- [TRY IT] The lines you return should be those containing the string "ChatCompletionChunk", taken from the data below.

[Stored items]

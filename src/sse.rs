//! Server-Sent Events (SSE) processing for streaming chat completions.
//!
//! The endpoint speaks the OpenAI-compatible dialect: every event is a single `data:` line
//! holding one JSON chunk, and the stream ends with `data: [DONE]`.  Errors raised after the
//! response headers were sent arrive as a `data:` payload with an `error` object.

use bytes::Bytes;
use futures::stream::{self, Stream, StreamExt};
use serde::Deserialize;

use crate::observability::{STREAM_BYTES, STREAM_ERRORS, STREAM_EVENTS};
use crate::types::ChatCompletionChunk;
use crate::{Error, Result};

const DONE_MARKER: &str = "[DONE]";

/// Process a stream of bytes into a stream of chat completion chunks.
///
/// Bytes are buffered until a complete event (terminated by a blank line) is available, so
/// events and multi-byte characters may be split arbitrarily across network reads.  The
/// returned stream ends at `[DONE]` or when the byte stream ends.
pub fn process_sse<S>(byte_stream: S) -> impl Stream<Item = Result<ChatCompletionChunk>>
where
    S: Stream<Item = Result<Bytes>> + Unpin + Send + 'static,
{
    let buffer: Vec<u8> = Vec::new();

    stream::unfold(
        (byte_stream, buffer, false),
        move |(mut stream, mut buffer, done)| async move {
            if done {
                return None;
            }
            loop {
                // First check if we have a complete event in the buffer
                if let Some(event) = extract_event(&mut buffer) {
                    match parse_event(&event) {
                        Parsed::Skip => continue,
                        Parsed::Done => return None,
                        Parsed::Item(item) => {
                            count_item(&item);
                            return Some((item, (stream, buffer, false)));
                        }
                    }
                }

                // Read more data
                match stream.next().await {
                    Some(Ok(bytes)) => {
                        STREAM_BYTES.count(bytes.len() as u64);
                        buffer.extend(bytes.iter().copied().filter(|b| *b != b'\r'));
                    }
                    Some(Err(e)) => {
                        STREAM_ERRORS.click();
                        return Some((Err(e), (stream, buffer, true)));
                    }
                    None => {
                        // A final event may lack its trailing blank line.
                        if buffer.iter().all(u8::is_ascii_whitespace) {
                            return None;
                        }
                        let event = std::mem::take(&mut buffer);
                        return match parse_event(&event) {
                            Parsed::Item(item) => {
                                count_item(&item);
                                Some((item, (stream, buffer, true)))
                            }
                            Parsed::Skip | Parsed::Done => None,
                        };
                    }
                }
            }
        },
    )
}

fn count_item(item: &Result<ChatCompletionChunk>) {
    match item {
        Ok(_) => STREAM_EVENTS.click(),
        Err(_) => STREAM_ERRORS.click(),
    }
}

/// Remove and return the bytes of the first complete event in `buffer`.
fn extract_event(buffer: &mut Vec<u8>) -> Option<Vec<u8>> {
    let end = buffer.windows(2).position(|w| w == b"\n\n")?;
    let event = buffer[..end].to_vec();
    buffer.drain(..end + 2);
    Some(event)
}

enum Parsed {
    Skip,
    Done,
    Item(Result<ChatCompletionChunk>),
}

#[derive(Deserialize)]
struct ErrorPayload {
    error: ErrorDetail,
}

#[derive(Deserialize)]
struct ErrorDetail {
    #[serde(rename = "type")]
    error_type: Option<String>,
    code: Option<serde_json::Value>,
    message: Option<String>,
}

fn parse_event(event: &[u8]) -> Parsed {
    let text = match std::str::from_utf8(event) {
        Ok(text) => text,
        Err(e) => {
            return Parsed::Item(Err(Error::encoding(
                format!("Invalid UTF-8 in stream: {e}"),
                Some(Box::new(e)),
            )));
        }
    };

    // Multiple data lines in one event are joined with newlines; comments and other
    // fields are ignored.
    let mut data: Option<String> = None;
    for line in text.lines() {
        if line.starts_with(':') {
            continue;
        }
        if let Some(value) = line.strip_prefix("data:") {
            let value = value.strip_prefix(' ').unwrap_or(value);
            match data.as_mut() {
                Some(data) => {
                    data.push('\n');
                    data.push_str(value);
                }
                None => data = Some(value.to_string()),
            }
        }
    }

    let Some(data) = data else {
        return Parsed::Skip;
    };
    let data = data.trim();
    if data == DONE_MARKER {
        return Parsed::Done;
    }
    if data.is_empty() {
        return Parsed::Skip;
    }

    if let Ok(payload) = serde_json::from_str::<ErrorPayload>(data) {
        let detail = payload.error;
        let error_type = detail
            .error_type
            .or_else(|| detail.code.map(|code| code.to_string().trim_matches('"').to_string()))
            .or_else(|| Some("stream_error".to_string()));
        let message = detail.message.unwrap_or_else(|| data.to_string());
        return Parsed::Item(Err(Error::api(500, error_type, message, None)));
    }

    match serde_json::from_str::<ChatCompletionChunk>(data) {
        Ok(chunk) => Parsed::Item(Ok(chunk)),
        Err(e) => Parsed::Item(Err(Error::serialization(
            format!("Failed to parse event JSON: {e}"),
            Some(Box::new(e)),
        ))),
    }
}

- [ANSWER]
use crate::types::ChatCompletionChunk;
pub fn process_sse<S>(byte_stream: S) -> impl Stream<Item = Result<ChatCompletionChunk>>
fn count_item(item: &Result<ChatCompletionChunk>) {
    Item(Result<ChatCompletionChunk>),
    match serde_json::from_str::<ChatCompletionChunk>(data) {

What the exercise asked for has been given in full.